Türkiye Kalça Cerrahisi Dergisi, vol.1, no.3, pp.67-77, 2021 (Peer-Reviewed Journal)
Femoroacetabular impingement syndrome (FAIS) is a precursor pathology of hip osteoarthritis that causes pain and functional impairment due to mechanical
incompatibility between the two components of the hip joint, the acetabulum, and the proximal femur. Young adult athletes are especially an important risk
group for FAIS. The diagnosis of FAIS is made by evaluating symptoms, signs, and related radiological evaluations. Although radiographs of the lateral hip and
anteroposterior pelvis are often significant guides for the diagnosis, possible lesions related to the labrum and cartilage should be examined with MRI. The
treatment protocols of the FAIS are activity restriction, pain relief therapies, physical therapy and rehabilitation, manual therapy, guided intra-articular injections,
and surgical interventions. The rehabilitation program, which is seen as an important treatment option before surgery, consists of soft tissue mobilization
techniques, physical therapy modalities for pain relief, joint range of motion, strengthening of the muscles around the hips, and proprioception exercises. In recent
years, studies suggested that ultrasound or fluoroscopy-guided intra-articular injections may be beneficial. Surgical methods should be recommended to patients
whose conservative treatment methods are inadequate and osseous findings are detected in their radiological imaging. Arthroscopic methods have become
popular for treating these pathologies depending on type of impingement. Although an international consensus has not yet been achieved in terms of surgeryrelated rehabilitation protocols, it is reported that preoperative and postoperative rehabilitation methods increase the success of the surgery.

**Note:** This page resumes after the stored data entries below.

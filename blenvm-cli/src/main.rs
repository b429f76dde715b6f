//! BLE NVM image tool - Main Entry Point

use anyhow::Result;
use clap::Parser;

mod cli;
mod image;
mod record_spec;

fn main() -> Result<()> {
    env_logger::init();
    let cli = cli::Cli::parse();
    cli::run(cli)
}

Femoroasetabular impingement sendromu (FAİS), kalça ekleminin iki komponenti olan asetabulum ve femur proksimali arasındaki mekanik uyumsuzluk nedeniyle
ağrıya ve fonksiyonel bozukluğa yol açan, kalça osteoartriti öncülü bir patolojidir. Özellikle genç erişkin sporcular, FAİS açısından önemli bir risk grubudur. Tanı;
semptomlar, klinik bulgular ve ilgili radyolojik incelemelerin her açıdan ve beraber değerlendirilmesiyle konulmaktadır. Pelvis ve kalça yan grafileri çoğu zaman
tanı için önemli yol göstericiler olsalar da, MRG ile labrum ve kıkırdakla ilgili olası lezyonlar da incelenmelidir. Temel tedavi protokollerini aktivitenin kısıtlanması,
ağrı kesici yöntemler, fizik tedavi ve rehabilitasyon uygulamaları, manuel terapi, kılavuz eşliğinde intraartiküler enjeksiyonlar ve cerrahi girişimler oluşturmaktadır.

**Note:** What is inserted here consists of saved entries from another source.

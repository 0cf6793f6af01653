//! Connection traits implemented by switch transports.

use crate::error::TransportResult;
use crate::types::{PipelineOptions, ReadItem, ReadQuery, TableEntry};
use async_trait::async_trait;
use std::pin::Pin;
use tokio_stream::Stream;

/// Lazy, finite sequence of read results.
///
/// A stream is not restartable; issuing the query again yields a fresh one.
pub type ReadStream = Pin<Box<dyn Stream<Item = TransportResult<ReadItem>> + Send>>;

/// A live request/response channel to one switch.
#[async_trait]
pub trait SwitchConnection: Send + Sync {
    /// Name of the switch at the other end.
    fn name(&self) -> &str;

    /// Writes `entries` in order. An entry whose key already exists replaces it.
    async fn write(&mut self, entries: &[TableEntry]) -> TransportResult<()>;

    /// Issues `query` and returns the results as they arrive.
    async fn read(&mut self, query: &ReadQuery) -> TransportResult<ReadStream>;

    /// Closes the channel. Later requests fail with `TransportError::Closed`.
    async fn close(&mut self) -> TransportResult<()>;
}

/// Establishes connections to switches.
#[async_trait]
pub trait Connector: Send + Sync {
    /// Connects to the agent of switch `name` listening on `address`
    /// (`host:port`) and installs the pipeline described by `options`.
    async fn connect(
        &self,
        name: &str,
        address: &str,
        options: &PipelineOptions,
    ) -> TransportResult<Box<dyn SwitchConnection>>;
}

Cerrahi öncesinde önemli bir tedavi seçeneği olarak görülen rehabilitasyon programını; yumuşak doku mobilizasyonu teknikleri, ağrı kesici tedavi amaçlı fizik
tedavi modaliteleri ve eklem hareket açıklığı, kalça çevresi kasları güçlendirme ve propriosepsiyon egzersizleri oluşturmaktadır. Son yıllarda ultrason veya
floroskopi eşliğindeki intraartiküler enjeksiyonların tedavide fayda sağlayabileceğini destekleyen yöndeki çalışmalar artmıştır. Konservatif tedavi yöntemlerinin
yetersiz kaldığı ve radyolojik görüntülemelerinde osseöz bulgular saptanan hastalara cerrahi yöntemler önerilmelidir. Sıkışma tipine göre seçilen çeşitli cerrahi
mekanizmaların uygulanmasında artroskopik yöntemler ön plana çıkmıştır. Cerrahi ilişkili rehabilitasyon protokolleri açısından uluslararası bir uzlaşı henüz
sağlanamamış olsa da, preoperatif ve postoperatif rehabilitasyon yöntemlerinin cerrahi müdahalenin başarısını artırdığı bildirilmektedir.